The experience of viewing a film like this is certainly unlike that of seeing other movies, where in a similar manner of say Yasujirô Ozu, the director forces the viewer to alter their perception of what they’re seeing onscreen simply by the way he chooses to express it, where in Ozu’s case he uses a fixed point of reference where he’s simply observing life as it is, while with Tarkovsky or Dreyer, cinema is a means that transcends human limitations, like music, literature, or great art.  Even before the viewer sets foot inside the theater, they know a Reygadas film will be visually spectacular, where nature manifests itself in a glorious, Edenesque simplicity, while also exploring the pathetic interior failings of mankind, pitting spiritual themes against the existential crises of men.  Described as a semi-autobiographical film where reason barely intrudes, Reygadas has suggested this film is “like an expressionist painting where you try to express what you're feeling through the painting rather than depict what something looks like,” supposedly shot in Mexico, Spain, Belgium, and Britain, all places where Reygadas has lived, which might help explain the final shot of the film, which otherwise seems quite random, though the director played rugby for the Mexican national team.  With this in mind, it may be useful to view this as one might an experimental film, perhaps even a video installation, where you’re not so much interested in what’s going on at any given moment as the effect it’s having internally as you experience it.  All Reygadas films have premiered at Cannes, where his first film JAPÓN (2002) won the Caméra D’Or award for the best first feature, SILENT LIGHT (2007) won the Jury Prize (3rd place), while for POST TENEBRAS LUX, Reygadas was awarded the Best Director at Cannes in 2012.

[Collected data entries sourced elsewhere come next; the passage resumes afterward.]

//! Core types for the CAN overlay library
//!
//! This module defines the values that flow through one emission tick: the
//! field snapshot a rule reads and writes, the frame handed to the bus, and
//! the error type returned by the encoder-facing parts of the crate.

use serde::{Deserialize, Serialize};
use std::collections::BTreeMap;
use std::fmt;

/// Result type for overlay operations
pub type Result<T> = std::result::Result<T, OverlayError>;

/// Named raw signal values of a single frame
///
/// Values are raw (before any DBC factor/offset), so a field that is only
/// passed through re-encodes to exactly the bits it was decoded from.
/// Field order is deterministic, which keeps traces and test output stable.
#[derive(Debug, Clone, Default, PartialEq, Eq, Serialize, Deserialize)]
#[serde(transparent)]
pub struct FieldSnapshot {
    fields: BTreeMap<String, i64>,
}

impl FieldSnapshot {
    /// Create an empty snapshot (used for fully system-originated frames)
    pub fn new() -> Self {
        Self::default()
    }

    /// Get a field value, if present
    pub fn get(&self, name: &str) -> Option<i64> {
        self.fields.get(name).copied()
    }

    /// Insert or overwrite a field value
    pub fn set(&mut self, name: impl Into<String>, value: i64) {
        self.fields.insert(name.into(), value);
    }

    /// Builder method: set a field and return the snapshot
    pub fn with(mut self, name: impl Into<String>, value: i64) -> Self {
        self.set(name, value);
        self
    }

    /// True if the snapshot carries a value for `name`
    pub fn contains(&self, name: &str) -> bool {
        self.fields.contains_key(name)
    }

    /// Overwrite `name` with `replacement` only when it currently equals one of `codes`
    pub fn replace_if(&mut self, name: &str, codes: &[i64], replacement: i64) {
        if let Some(value) = self.fields.get_mut(name) {
            if codes.contains(value) {
                *value = replacement;
            }
        }
    }

    /// Iterate over (field name, value) pairs in name order
    pub fn iter(&self) -> impl Iterator<Item = (&str, i64)> {
        self.fields.iter().map(|(name, value)| (name.as_str(), *value))
    }

    /// Number of fields
    pub fn len(&self) -> usize {
        self.fields.len()
    }

    /// True if no fields are present
    pub fn is_empty(&self) -> bool {
        self.fields.is_empty()
    }
}

impl<S: Into<String>> FromIterator<(S, i64)> for FieldSnapshot {
    fn from_iter<T: IntoIterator<Item = (S, i64)>>(iter: T) -> Self {
        Self {
            fields: iter.into_iter().map(|(k, v)| (k.into(), v)).collect(),
        }
    }
}

impl From<BTreeMap<String, i64>> for FieldSnapshot {
    fn from(fields: BTreeMap<String, i64>) -> Self {
        Self { fields }
    }
}

/// A CAN frame ready for transmission
#[derive(Debug, Clone, PartialEq, Eq, Serialize, Deserialize)]
pub struct CanFrame {
    /// CAN message ID (11-bit or 29-bit)
    pub can_id: u32,
    /// Bus index the frame is sent on
    pub bus: u8,
    /// Encoded payload bytes
    pub data: Vec<u8>,
}

impl CanFrame {
    /// Get the data length code (DLC) - number of data bytes
    pub fn dlc(&self) -> usize {
        self.data.len()
    }
}

impl fmt::Display for CanFrame {
    fn fmt(&self, f: &mut fmt::Formatter<'_>) -> fmt::Result {
        write!(f, "bus {} 0x{:03X} [{}]", self.bus, self.can_id, self.dlc())?;
        for byte in &self.data {
            write!(f, " {:02X}", byte)?;
        }
        Ok(())
    }
}

/// Errors raised while encoding or dispatching a frame
#[derive(Debug, thiserror::Error)]
pub enum OverlayError {
    #[error("Failed to parse DBC file: {0}")]
    DbcParseError(String),

    #[error("Message not found: {0}")]
    MessageNotFound(String),

    #[error("Message not found: CAN ID 0x{0:X}")]
    UnknownMessageId(u32),

    #[error("Signal '{field}' is not defined for message {message}")]
    UnknownField { message: String, field: String },

    #[error("Signal '{field}' of message {message} is missing from the snapshot")]
    MissingField { message: String, field: String },

    #[error("Value {value} does not fit signal '{field}' of message {message}")]
    ValueOutOfRange {
        message: String,
        field: String,
        value: i64,
    },

    #[error("Frame {frame} is not carried by the {generation} generation")]
    UnsupportedFrame { frame: String, generation: String },

    #[error("Invalid data: {0}")]
    InvalidData(String),

    #[error("IO error: {0}")]
    IoError(#[from] std::io::Error),
}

The opening of this film is as powerful as anything seen this year, where a small girl (the director’s daughter Rut) is wandering around a waterlogged open soccer field pointing out various animals like dogs, cows, and horses, while thunder and lightning flash across the sky, as man and nature commingle, but the most prominent effect is the incessant sound of dogs barking.  A supernatural element follows, something along the lines of what we might come to expect in a Weerasethakul film, before a realist, more recognizable family scene reveals Rut is the younger sister to Eleazar (the director’s son), whose affluent parents are Juan (Adolfo Jiménez Castro) and Natalia (Nathalia Acevedo), living in what resembles an architecturally designed house in what is otherwise a poor rural area of Mexico.  The parent’s relationship revolves around old literary language, continually calling one another love, or my love, even though Juan has a vile temper, seen viciously beating one of his prized dogs (offscreen).  Sometime later, the parents are at a wealthy dinner party, where Juan proudly quotes Tolstoy, generating mocking sneers behind his back, finding him pretentiously arrogant and snobbish.  In stark contrast, the couple later enjoys themselves visiting a hip Paris sauna when trading partners was in vogue, where Natalia is a big hit literally offering herself to the somewhat lecherous clientele.  Each of these scenes is an example of the disharmony in man, a fall from grace, where there are eventual consequences, even when expressed as a random act.  In some mysterious way, man is ultimately punished, perhaps by God, perhaps by the Devil, but this film presents apocalyptical acts of damnation, followed by a Biblical cleansing.  Whatever one makes of this film, there is little to suggest it is an act of extreme provocation, or an empty exercise of self indulgence, as claimed by some, as there were a scattering of boos at Cannes as well, instead one might suggest it’s a profoundly influential modernist and narrative free work that simply operates in a different cinematic vernacular, existing in a dreamlike plateau where humans often play a secondary role.